We were almost out of bread before the hurricane hit, and our oven is electric. This was the opportunity for which I've been waiting for years: the chance to test a contention of my grandmother's that has always seemed nonsensical to me. She never liked the newfangled stove my mother had. You can't control the fire, she would fume, like you can in a wood stove.
What?!? The stove of my childhood was primitive indeed by today's standards, but it had dials with exact temperatures on them.
No, no, she insisted. It doesn't get hot fast enough and you can't adjust it fast enough. Wood is so much easier.
In memory of her, then, as well as out of necessity, I decided to bake our bread in the fireplace. I banked hot coals up around my iron pot and put the lid on, leaving it there to get really hot. Then in went the bread and back went the lid. My internal dialogue with my grandmother began:
Me: This won't work. It's a waste of good flour. There are no temperature gauges.
My Grandmother: Yes it will. People who couldn't even read have been baking bread like this for thousands of years.
Me: Maybe I need to bake it longer? How will I know?
My Grandmother: Trial and error. That's basically how we know everything.
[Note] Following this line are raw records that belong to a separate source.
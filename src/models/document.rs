//! On-disk JSON format of the waypoint file.
//!
//! Decoding is lenient: documents written by older versions use `false` or
//! `null` for absent values, `updated_at` instead of `updatedAt`, and
//! sometimes a string for the line number.

use serde::{Deserialize, Deserializer, Serialize, Serializer};
use serde_json::Value;

/// Root of the persisted document.
#[derive(Debug, Clone, Default, PartialEq, Serialize, Deserialize)]
#[serde(rename_all = "camelCase")]
pub struct WaypointDocument {
    /// Name of the active journey; written as `false` when there is none
    #[serde(
        default,
        deserialize_with = "lenient_string",
        serialize_with = "string_or_false"
    )]
    pub active_journey: Option<String>,

    #[serde(default, deserialize_with = "lenient_children")]
    pub journeys: Vec<PersistedNode>,
}

impl WaypointDocument {
    /// Total number of nodes at every depth.
    pub fn node_count(&self) -> usize {
        fn count(nodes: &[PersistedNode]) -> usize {
            nodes.iter().map(|n| 1 + count(&n.children)).sum()
        }
        count(&self.journeys)
    }
}

/// A node as written to disk. Carries no parent reference and no kind;
/// the kind follows from depth.
#[derive(Debug, Clone, Default, PartialEq, Serialize, Deserialize)]
#[serde(rename_all = "camelCase")]
pub struct PersistedNode {
    #[serde(default, deserialize_with = "lenient_string_or_empty")]
    pub identifier: String,

    #[serde(default, deserialize_with = "lenient_string_or_empty")]
    pub name: String,

    #[serde(
        default,
        deserialize_with = "lenient_string",
        skip_serializing_if = "Option::is_none"
    )]
    pub path: Option<String>,

    #[serde(
        default,
        deserialize_with = "lenient_line",
        skip_serializing_if = "Option::is_none"
    )]
    pub line: Option<u32>,

    #[serde(
        default,
        alias = "updated_at",
        deserialize_with = "lenient_millis",
        skip_serializing_if = "Option::is_none"
    )]
    pub updated_at: Option<i64>,

    #[serde(default, deserialize_with = "lenient_string")]
    pub comment: Option<String>,

    #[serde(default, deserialize_with = "lenient_children")]
    pub children: Vec<PersistedNode>,
}

fn string_or_false<S>(value: &Option<String>, serializer: S) -> Result<S::Ok, S::Error>
where
    S: Serializer,
{
    match value {
        Some(s) => serializer.serialize_str(s),
        None => serializer.serialize_bool(false),
    }
}

/// Strings pass through; `false`, `null` and empty strings become `None`.
fn lenient_string<'de, D>(deserializer: D) -> Result<Option<String>, D::Error>
where
    D: Deserializer<'de>,
{
    Ok(match Value::deserialize(deserializer)? {
        Value::String(s) if !s.is_empty() => Some(s),
        Value::Number(n) => Some(n.to_string()),
        _ => None,
    })
}

fn lenient_string_or_empty<'de, D>(deserializer: D) -> Result<String, D::Error>
where
    D: Deserializer<'de>,
{
    Ok(lenient_string(deserializer)?.unwrap_or_default())
}

/// Positive integers or numeric strings; anything else is absent.
fn lenient_line<'de, D>(deserializer: D) -> Result<Option<u32>, D::Error>
where
    D: Deserializer<'de>,
{
    let line = match Value::deserialize(deserializer)? {
        Value::Number(n) => n.as_u64().and_then(|v| u32::try_from(v).ok()),
        Value::String(s) => s.trim().parse::<u32>().ok(),
        _ => None,
    };
    Ok(line.filter(|l| *l >= 1))
}

fn lenient_millis<'de, D>(deserializer: D) -> Result<Option<i64>, D::Error>
where
    D: Deserializer<'de>,
{
    Ok(match Value::deserialize(deserializer)? {
        Value::Number(n) => n.as_i64().or_else(|| n.as_f64().map(|f| f as i64)),
        Value::String(s) => s.trim().parse::<i64>().ok(),
        _ => None,
    })
}

fn lenient_children<'de, D>(deserializer: D) -> Result<Vec<PersistedNode>, D::Error>
where
    D: Deserializer<'de>,
{
    match Value::deserialize(deserializer)? {
        Value::Array(items) => items
            .into_iter()
            .filter(|item| item.is_object())
            .map(|item| serde_json::from_value(item).map_err(serde::de::Error::custom))
            .collect(),
        _ => Ok(Vec::new()),
    }
}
Half an hour into the baking, I removed the lid and looked at the loaf, expecting something pasty and unappetizingly pale. But no: it was brown and gorgeous -- browner, in fact, than it is at this stage in my fabulous new oven. Hmmmn.
In fifteen minutes, it was done. It looked wonderful. I sliced off the heel when it had cooled. I don't really eat bread any more, but this was an emergency. I had an argument with my dead grandmother to win.
Damned if the woman wasn't right. It was good. Better than in my new oven? I'm not sure. I'd better have another slice.